Initial findings of latest AMTRA Mystery Shopper exercise reveal improvements in AMTRA SQP performance
Having completed a second Mystery Shopper exercise following the pilot project in 2016, AMTRA are encouraged by early results from the comprehensive survey into in the in-house performance of AMTRA SQPs, while recognising there is still room for improvement across all distribution channels.
The Phase II study, to assess AMTRA SQP performance in-store at the point of product purchase, involved visits to 60 registered premises where AMTRA SQP are located. Of these, 30 were farm or country-store premises, 10 equine-related businesses, 10 pet stores and a further 10 veterinary practices, allowing for a good representative ratio.
Visits were carried out by trained shoppers with appropriate species skills, and they were given a realistic scenario to follow, to get a ‘typical’ conversation in-store. Unlike the 2016 pilot, the second phase of research, undertaken between September and October 2018, saw shoppers follow the transaction all the way through to purchase, where directed to by the SQP.
Stephen Dawson, secretary general of AMTRA, who had commissioned the survey, explains, “At this stage we are still disseminating and analysing the findings of the latest phase of the survey, and comparing this to performance results in 2016.
“It is clear that there have been improvements, most noticeably within the farm and livestock sector, in terms of establishing individual animal circumstances, and we’re encouraged by the extent to which resistance is now part of most conversations. However, it is important to reinforce this message, and ensure AMTRA SQPs are following protocol for all transactions.”
The study shows some noticeable increases in the information collected regarding farm animals to be treated, including previous treatments. The equine sector demonstrates better results in collecting both customer and species details. Performance in veterinary practices was generally the weakest sector and this is something we collectively need to address.
Disappointingly, and despite AMTRA’s campaign to raise awareness and provide SQPs and SQP premises with the tools to raise awareness, the report did find that across the board SQPs were difficult to identify. Very few wore name badges and there were no boards displaying details of the ‘in-store SQP’ on duty on that given day.

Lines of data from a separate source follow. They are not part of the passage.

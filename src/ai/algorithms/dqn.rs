use std::cell::RefCell;
use std::rc::Rc;

use burn::module::AutodiffModule;
use burn::optim::{AdamConfig, GradientsParams, Optimizer};
use burn::prelude::*;
use burn::tensor::backend::AutodiffBackend;
use burn::tensor::TensorData;

use crate::ai::agent::{Trainer, Transition, UpdateMetrics};
use crate::ai::algorithms::q_policy::{argmax, QFunction};
use crate::ai::model_manager::RewardOptions;
use crate::ai::networks::{QNetwork, QNetworkConfig};
use crate::error::{AgentError, TrainerError};
use crate::normalization::Preprocessor;
use crate::training::batch_preprocessor::{DiscreteDqnBatchPreprocessor, DiscreteDqnInput};

/// DQN hyperparameters.
#[derive(Debug, Clone, PartialEq, serde::Serialize, serde::Deserialize)]
#[serde(default, deny_unknown_fields)]
pub struct DqnConfig {
    pub num_actions: usize,
    pub hidden_sizes: Vec<usize>,
    pub learning_rate: f64,
    pub gamma: f32,
    pub minibatch_size: usize,
    pub target_update_interval: usize,
    pub double_q_learning: bool,
    /// Softmax temperature of the exploring policy.
    pub temperature: f32,
}

impl Default for DqnConfig {
    fn default() -> Self {
        DqnConfig {
            num_actions: 2,
            hidden_sizes: vec![128, 64],
            learning_rate: 1e-3,
            gamma: 0.99,
            minibatch_size: 64,
            target_update_interval: 100,
            double_q_learning: true,
            temperature: 0.35,
        }
    }
}

/// Online Q-network as seen by the policies. The trainer republishes its
/// weights after every update.
pub struct SharedQNetwork<B: Backend> {
    network: RefCell<QNetwork<B>>,
    device: B::Device,
    num_features: usize,
    num_actions: usize,
}

impl<B: Backend> SharedQNetwork<B> {
    fn publish(&self, network: QNetwork<B>) {
        *self.network.borrow_mut() = network;
    }
}

impl<B: Backend> QFunction for SharedQNetwork<B> {
    fn q_values(&self, features: &[f32]) -> Result<Vec<f32>, AgentError> {
        if features.is_empty() || features.len() % self.num_features != 0 {
            return Err(AgentError::Policy(format!(
                "expected rows of {} features, got {} values",
                self.num_features,
                features.len()
            )));
        }
        let rows = features.len() / self.num_features;
        let input = Tensor::<B, 1>::from_data(TensorData::from(features), &self.device)
            .reshape([rows as i32, self.num_features as i32]);
        let q_values = self.network.borrow().forward(input);
        q_values
            .into_data()
            .to_vec::<f32>()
            .map_err(|e| AgentError::Policy(format!("{e:?}")))
    }

    fn num_features(&self) -> usize {
        self.num_features
    }

    fn num_actions(&self) -> usize {
        self.num_actions
    }
}

/// Discrete DQN trainer: online + target networks and an Adam optimizer.
pub struct DqnTrainer<B: AutodiffBackend> {
    q_network: QNetwork<B>,
    target_network: QNetwork<B::InnerBackend>,
    optimizer: burn::optim::adaptor::OptimizerAdaptor<burn::optim::Adam, QNetwork<B>, B>,
    shared: Rc<SharedQNetwork<B::InnerBackend>>,
    batch_preprocessor: DiscreteDqnBatchPreprocessor,
    reward_options: RewardOptions,
    config: DqnConfig,
    device: B::Device,
    step_count: usize,
}

impl<B: AutodiffBackend> DqnTrainer<B> {
    pub fn new(
        config: DqnConfig,
        state_preprocessor: Preprocessor,
        reward_options: RewardOptions,
        device: B::Device,
        seed: u64,
    ) -> Self {
        B::seed(seed);
        let num_features = state_preprocessor.num_features();
        let net_config = QNetworkConfig::new(
            num_features,
            config.hidden_sizes.clone(),
            config.num_actions,
        );
        let q_network: QNetwork<B> = net_config.init(&device);
        let target_network = q_network.valid();
        let shared = Rc::new(SharedQNetwork {
            network: RefCell::new(q_network.valid()),
            device: device.clone(),
            num_features,
            num_actions: config.num_actions,
        });

        DqnTrainer {
            q_network,
            target_network,
            optimizer: AdamConfig::new().init(),
            shared,
            batch_preprocessor: DiscreteDqnBatchPreprocessor::new(
                config.num_actions,
                state_preprocessor,
            ),
            reward_options,
            config,
            device,
            step_count: 0,
        }
    }

    /// Handle to the online network for policies.
    pub fn q_function(&self) -> Rc<SharedQNetwork<B::InnerBackend>> {
        Rc::clone(&self.shared)
    }

    pub fn config(&self) -> &DqnConfig {
        &self.config
    }

    /// Updates run so far.
    pub fn step_count(&self) -> usize {
        self.step_count
    }

    /// TD targets `r + gamma * Q_target(s', a*)`, or `r` after a terminal
    /// transition. `a*` maximizes the target network, or the online network
    /// with double Q-learning.
    fn compute_targets(
        &self,
        input: &DiscreteDqnInput,
        rewards: &[f32],
    ) -> Result<Vec<f32>, TrainerError> {
        let batch_size = input.batch_size;
        let num_actions = input.num_actions;
        let next_states = || {
            Tensor::<B::InnerBackend, 1>::from_data(
                TensorData::from(input.next_state.as_slice()),
                &self.device,
            )
            .reshape([batch_size as i32, input.num_features as i32])
        };

        let target_q: Vec<f32> = self
            .target_network
            .forward(next_states())
            .into_data()
            .to_vec::<f32>()
            .map_err(tensor_error)?;
        let online_q: Option<Vec<f32>> = if self.config.double_q_learning {
            Some(
                self.q_network
                    .valid()
                    .forward(next_states())
                    .into_data()
                    .to_vec::<f32>()
                    .map_err(tensor_error)?,
            )
        } else {
            None
        };

        let mut targets = Vec::with_capacity(batch_size);
        for i in 0..batch_size {
            if input.not_terminal[i] == 0.0 {
                targets.push(rewards[i]);
                continue;
            }
            let row = i * num_actions..(i + 1) * num_actions;
            let next_value = match &online_q {
                Some(online) => target_q[row.start + argmax(&online[row])],
                None => target_q[row].iter().copied().fold(f32::NEG_INFINITY, f32::max),
            };
            targets.push(rewards[i] + self.config.gamma * next_value);
        }
        Ok(targets)
    }
}

impl<B: AutodiffBackend> Trainer for DqnTrainer<B> {
    fn update(&mut self, batch: &[Transition]) -> Result<UpdateMetrics, TrainerError> {
        let input = self.batch_preprocessor.preprocess(batch)?;
        let batch_size = input.batch_size;
        let num_actions = input.num_actions;
        let rewards: Vec<f32> = batch
            .iter()
            .map(|t| self.reward_options.reward_for(t))
            .collect();
        let target_data = self.compute_targets(&input, &rewards)?;

        // Forward pass on current states: [B, A]
        let states = Tensor::<B, 1>::from_data(TensorData::from(input.state.as_slice()), &self.device)
            .reshape([batch_size as i32, input.num_features as i32]);
        let q_all = self.q_network.forward(states);

        let action_mask =
            Tensor::<B, 1>::from_data(TensorData::from(input.action.as_slice()), &self.device)
                .reshape([batch_size as i32, num_actions as i32]);

        // Q(s, a) = sum(q_all * mask, dim=1) -> [B, 1]
        let q_taken = (q_all * action_mask).sum_dim(1);

        let targets =
            Tensor::<B, 1>::from_data(TensorData::from(target_data.as_slice()), &self.device)
                .reshape([batch_size as i32, 1]);

        // MSE loss
        let diff = q_taken.clone() - targets;
        let loss = (diff.clone() * diff).mean();

        let loss_val = scalar(loss.clone())?;
        let mean_q = scalar(q_taken.mean())?;

        let grads = loss.backward();
        let grads = GradientsParams::from_grads(grads, &self.q_network);
        self.q_network = self
            .optimizer
            .step(self.config.learning_rate, self.q_network.clone(), grads);

        // Periodically sync target network
        self.step_count += 1;
        if self.step_count % self.config.target_update_interval == 0 {
            self.target_network = self.q_network.valid();
        }
        self.shared.publish(self.q_network.valid());

        Ok(UpdateMetrics {
            loss: loss_val,
            mean_q: Some(mean_q),
        })
    }

    fn minibatch_size(&self) -> usize {
        self.config.minibatch_size
    }
}

fn scalar<B: Backend>(tensor: Tensor<B, 1>) -> Result<f32, TrainerError> {
    tensor
        .into_data()
        .to_vec::<f32>()
        .map_err(tensor_error)?
        .first()
        .copied()
        .ok_or_else(|| TrainerError::Tensor("empty scalar tensor".into()))
}

fn tensor_error<E: std::fmt::Debug>(e: E) -> TrainerError {
    TrainerError::Tensor(format!("{e:?}"))
}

“We would like to see greater understanding of the role of the SQP and respect for them from customers. That can only be helped if AMTRA SQPs are identifiable and their actions traceable,” continues Mr Dawson. “AMTRA ID badges and lanyards are an easy way for SQPs to identify themselves, and other materials are available from the AMTRA head office team to explain the role of the SQP.
“Perhaps this does lead-in to our recent survey as we explore how accurately the term ‘SQP’ or ‘Suitably Qualified Person’ describes the role. What is absolutely clear, developing the profile of the SQP in-store and raising awareness amongst customers will not only improve performance in the supply and prescription of animal medicines, but could also generate additional sales opportunities.”